### What you have to do
From the data below, return all lines holding the string "adapters".

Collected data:
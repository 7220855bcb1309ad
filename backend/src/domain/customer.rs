//! Customer data model.
//!
//! [`CustomerInput`] is the raw inbound payload; it may be incomplete or
//! malformed and only becomes a [`CustomerDraft`] after the request validator
//! accepts it. [`Customer`] is the stored record returned to clients.

use std::fmt;

use serde::{Deserialize, Serialize};

use super::validation::ValidationError;

/// Numeric customer identifier assigned by the store.
#[derive(Debug, Clone, Copy, PartialEq, Eq, PartialOrd, Ord, Hash, Serialize, Deserialize)]
#[serde(transparent)]
pub struct CustomerId(i32);

impl CustomerId {
    /// Wrap a raw identifier.
    #[must_use]
    pub const fn new(id: i32) -> Self {
        Self(id)
    }

    /// Raw integer value.
    #[must_use]
    pub const fn get(self) -> i32 {
        self.0
    }
}

impl fmt::Display for CustomerId {
    fn fmt(&self, f: &mut fmt::Formatter<'_>) -> fmt::Result {
        self.0.fmt(f)
    }
}

impl From<i32> for CustomerId {
    fn from(value: i32) -> Self {
        Self(value)
    }
}

/// Inbound customer payload, constructed per request.
///
/// Every field is optional on the wire so that missing values reach the
/// validator instead of failing deserialisation.
///
/// # Examples
/// ```
/// use customer_service::domain::CustomerInput;
///
/// let input = CustomerInput::new("abc", "abc@company.com");
/// assert_eq!(input.name.as_deref(), Some("abc"));
/// assert!(input.id.is_none());
/// ```
#[derive(Debug, Clone, Default, PartialEq, Eq, Serialize, Deserialize)]
pub struct CustomerInput {
    /// Client-supplied identifier. Ignored on create; the path id wins on update.
    #[serde(default)]
    pub id: Option<i32>,
    /// Customer name.
    #[serde(default)]
    pub name: Option<String>,
    /// Contact email address.
    #[serde(default)]
    pub email: Option<String>,
}

impl CustomerInput {
    /// Build an input with both name and email present.
    pub fn new(name: impl Into<String>, email: impl Into<String>) -> Self {
        Self {
            id: None,
            name: Some(name.into()),
            email: Some(email.into()),
        }
    }

    /// Set the client-supplied identifier.
    #[must_use]
    pub const fn with_id(mut self, id: i32) -> Self {
        self.id = Some(id);
        self
    }
}

/// Validated, trimmed customer fields ready to be persisted.
#[derive(Debug, Clone, PartialEq, Eq)]
pub struct CustomerDraft {
    name: String,
    email: String,
}

impl CustomerDraft {
    /// Trimmed customer name.
    #[must_use]
    pub fn name(&self) -> &str {
        self.name.as_str()
    }

    /// Trimmed contact email.
    #[must_use]
    pub fn email(&self) -> &str {
        self.email.as_str()
    }
}

impl TryFrom<CustomerInput> for CustomerDraft {
    type Error = ValidationError;

    /// Extract the stored fields from an input the validator already accepted.
    ///
    /// Only presence is rechecked here; format rules belong to the validator.
    fn try_from(value: CustomerInput) -> Result<Self, Self::Error> {
        let name = value
            .name
            .as_deref()
            .map(str::trim)
            .filter(|name| !name.is_empty())
            .ok_or(ValidationError::MissingName)?;
        let email = value
            .email
            .as_deref()
            .map(str::trim)
            .filter(|email| !email.is_empty())
            .ok_or(ValidationError::MissingEmail)?;
        Ok(Self {
            name: name.to_owned(),
            email: email.to_owned(),
        })
    }
}

/// Stored customer record.
#[derive(Debug, Clone, PartialEq, Eq, Serialize, Deserialize)]
pub struct Customer {
    id: CustomerId,
    name: String,
    email: String,
}

impl Customer {
    /// Assemble a record from an identifier and validated fields.
    #[must_use]
    pub fn from_draft(id: CustomerId, draft: CustomerDraft) -> Self {
        let CustomerDraft { name, email } = draft;
        Self { id, name, email }
    }

    /// Store-assigned identifier.
    #[must_use]
    pub const fn id(&self) -> CustomerId {
        self.id
    }

    /// Customer name.
    #[must_use]
    pub fn name(&self) -> &str {
        self.name.as_str()
    }

    /// Contact email.
    #[must_use]
    pub fn email(&self) -> &str {
        self.email.as_str()
    }
}
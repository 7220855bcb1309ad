//! Customer persistence adapters.
//!
//! The only adapter shipped is an in-memory store; anything that implements
//! [`crate::domain::ports::CustomerRepository`] can replace it.

mod in_memory_customer_repository;

pub use in_memory_customer_repository::{DEMO_CUSTOMERS, InMemoryCustomerRepository};
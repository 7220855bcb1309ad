//! Transport-agnostic API error.
//!
//! Inbound adapters render this payload as JSON and choose a status code from
//! its [`ErrorCode`]. Errors built while a request is in flight capture the
//! current [`TraceId`] automatically.

use serde::{Deserialize, Serialize};
use serde_json::Value;

use super::trace_id::TraceId;

/// Stable machine-readable failure category.
#[derive(Debug, Clone, Copy, PartialEq, Eq, Hash, Serialize, Deserialize)]
#[non_exhaustive]
#[serde(rename_all = "snake_case")]
pub enum ErrorCode {
    /// The request is malformed or fails validation.
    InvalidRequest,
    /// The requested resource does not exist.
    NotFound,
    /// An unexpected failure inside the service.
    InternalError,
}

/// Reasons [`Error::try_new`] refuses to build an error.
#[derive(Debug, Clone, PartialEq, Eq, thiserror::Error)]
pub enum ErrorValidationError {
    /// The message was empty once trimmed.
    #[error("error message must not be empty")]
    EmptyMessage,
    /// The trace identifier was empty once trimmed.
    #[error("trace identifier must not be empty")]
    EmptyTraceId,
}

/// API error payload.
///
/// ## Invariants
/// - `message` is non-empty once trimmed.
/// - `trace_id`, when present, is non-empty once trimmed.
///
/// # Examples
/// ```
/// use customer_service::domain::{Error, ErrorCode};
///
/// let err = Error::not_found("customer [id=7] is not found");
/// assert_eq!(err.code(), ErrorCode::NotFound);
/// ```
#[derive(Debug, Clone, PartialEq, Serialize, Deserialize)]
#[serde(try_from = "ErrorDto", into = "ErrorDto")]
pub struct Error {
    code: ErrorCode,
    message: String,
    trace_id: Option<String>,
    details: Option<Value>,
}

impl Error {
    /// Build an error, panicking if the message is blank.
    ///
    /// # Panics
    /// Panics when `message` is empty once trimmed. Use [`Error::try_new`]
    /// for untrusted input.
    pub fn new(code: ErrorCode, message: impl Into<String>) -> Self {
        match Self::try_new(code, message) {
            Ok(error) => error,
            Err(err) => panic!("error messages must satisfy validation: {err}"),
        }
    }

    /// Fallible constructor that captures the ambient trace identifier.
    ///
    /// # Errors
    /// Returns [`ErrorValidationError::EmptyMessage`] for a blank message.
    pub fn try_new(code: ErrorCode, message: impl Into<String>) -> Result<Self, ErrorValidationError> {
        let message = message.into();
        if message.trim().is_empty() {
            return Err(ErrorValidationError::EmptyMessage);
        }
        Ok(Self {
            code,
            message,
            trace_id: TraceId::current().map(|id| id.to_string()),
            details: None,
        })
    }

    /// Machine-readable code.
    #[must_use]
    pub const fn code(&self) -> ErrorCode {
        self.code
    }

    /// Human-readable message.
    #[must_use]
    pub fn message(&self) -> &str {
        self.message.as_str()
    }

    /// Correlation identifier, when one was captured or attached.
    #[must_use]
    pub fn trace_id(&self) -> Option<&str> {
        self.trace_id.as_deref()
    }

    /// Structured context for clients.
    #[must_use]
    pub const fn details(&self) -> Option<&Value> {
        self.details.as_ref()
    }

    /// Attach a trace identifier, panicking if it is blank.
    ///
    /// # Panics
    /// Panics when `trace_id` is empty once trimmed.
    #[must_use]
    pub fn with_trace_id(self, trace_id: impl Into<String>) -> Self {
        match self.try_with_trace_id(trace_id) {
            Ok(error) => error,
            Err(err) => panic!("trace identifiers must satisfy validation: {err}"),
        }
    }

    /// Attach a trace identifier.
    ///
    /// # Errors
    /// Returns [`ErrorValidationError::EmptyTraceId`] for a blank identifier.
    pub fn try_with_trace_id(
        mut self,
        trace_id: impl Into<String>,
    ) -> Result<Self, ErrorValidationError> {
        let trace_id = trace_id.into();
        if trace_id.trim().is_empty() {
            return Err(ErrorValidationError::EmptyTraceId);
        }
        self.trace_id = Some(trace_id);
        Ok(self)
    }

    /// Attach structured details.
    ///
    /// # Examples
    /// ```
    /// use customer_service::domain::Error;
    /// use serde_json::json;
    ///
    /// let err = Error::invalid_request("name is required")
    ///     .with_details(json!({ "field": "name" }));
    /// assert!(err.details().is_some());
    /// ```
    #[must_use]
    pub fn with_details(mut self, details: Value) -> Self {
        self.details = Some(details);
        self
    }

    /// Shorthand for [`ErrorCode::InvalidRequest`].
    pub fn invalid_request(message: impl Into<String>) -> Self {
        Self::new(ErrorCode::InvalidRequest, message)
    }

    /// Shorthand for [`ErrorCode::NotFound`].
    pub fn not_found(message: impl Into<String>) -> Self {
        Self::new(ErrorCode::NotFound, message)
    }

    /// Shorthand for [`ErrorCode::InternalError`].
    pub fn internal(message: impl Into<String>) -> Self {
        Self::new(ErrorCode::InternalError, message)
    }
}

impl std::fmt::Display for Error {
    fn fmt(&self, f: &mut std::fmt::Formatter<'_>) -> std::fmt::Result {
        f.write_str(&self.message)
    }
}

impl std::error::Error for Error {}

/// Wire shape of [`Error`].
#[derive(Debug, Clone, Serialize, Deserialize)]
#[serde(rename_all = "camelCase")]
#[serde(deny_unknown_fields)]
pub(crate) struct ErrorDto {
    pub(crate) code: ErrorCode,
    pub(crate) message: String,
    #[serde(default, skip_serializing_if = "Option::is_none", alias = "trace_id")]
    pub(crate) trace_id: Option<String>,
    #[serde(default, skip_serializing_if = "Option::is_none")]
    pub(crate) details: Option<Value>,
}

impl From<Error> for ErrorDto {
    fn from(value: Error) -> Self {
        Self {
            code: value.code,
            message: value.message,
            trace_id: value.trace_id,
            details: value.details,
        }
    }
}

impl TryFrom<ErrorDto> for Error {
    type Error = ErrorValidationError;

    fn try_from(value: ErrorDto) -> Result<Self, Self::Error> {
        let ErrorDto {
            code,
            message,
            trace_id,
            details,
        } = value;

        let mut error = Self::try_new(code, message)?;
        // Deserialised payloads keep their own trace id, never the ambient one.
        error.trace_id = None;
        if let Some(trace_id) = trace_id {
            error = error.try_with_trace_id(trace_id)?;
        }
        error.details = details;
        Ok(error)
    }
}
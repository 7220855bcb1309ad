//! Driving port for customer writes.

use async_trait::async_trait;

use crate::domain::{Customer, CustomerId, CustomerInput, CustomerServiceError};

/// Write-side customer use-cases. Every payload passes the request validator
/// before it reaches storage.
#[cfg_attr(test, mockall::automock)]
#[async_trait]
pub trait CustomersCommand: Send + Sync {
    /// Validate and store a new customer under a fresh id.
    async fn create_customer(&self, input: CustomerInput) -> Result<Customer, CustomerServiceError>;

    /// Replace an existing customer's fields.
    async fn update_customer(
        &self,
        id: CustomerId,
        input: CustomerInput,
    ) -> Result<Customer, CustomerServiceError>;

    /// Remove a customer.
    async fn delete_customer(&self, id: CustomerId) -> Result<(), CustomerServiceError>;
}
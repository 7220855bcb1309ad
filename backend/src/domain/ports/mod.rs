//! Domain ports for the hexagonal boundary.
//!
//! Driving ports ([`CustomersQuery`], [`CustomersCommand`]) are what inbound
//! adapters call; the driven port ([`CustomerRepository`]) is what outbound
//! adapters implement.

mod macros;
pub(crate) use macros::define_port_error;

mod customer_repository;
mod customers_command;
mod customers_query;

#[cfg(test)]
pub use customer_repository::MockCustomerRepository;
pub use customer_repository::{CustomerPersistenceError, CustomerRepository};
#[cfg(test)]
pub use customers_command::MockCustomersCommand;
pub use customers_command::CustomersCommand;
#[cfg(test)]
pub use customers_query::MockCustomersQuery;
pub use customers_query::CustomersQuery;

### Expected answer
//! Customer persistence adapters.
//! Inbound adapters render this payload as JSON and choose a status code from
//! adapters call; the driven port ([`CustomerRepository`]) is what outbound
//! adapters implement.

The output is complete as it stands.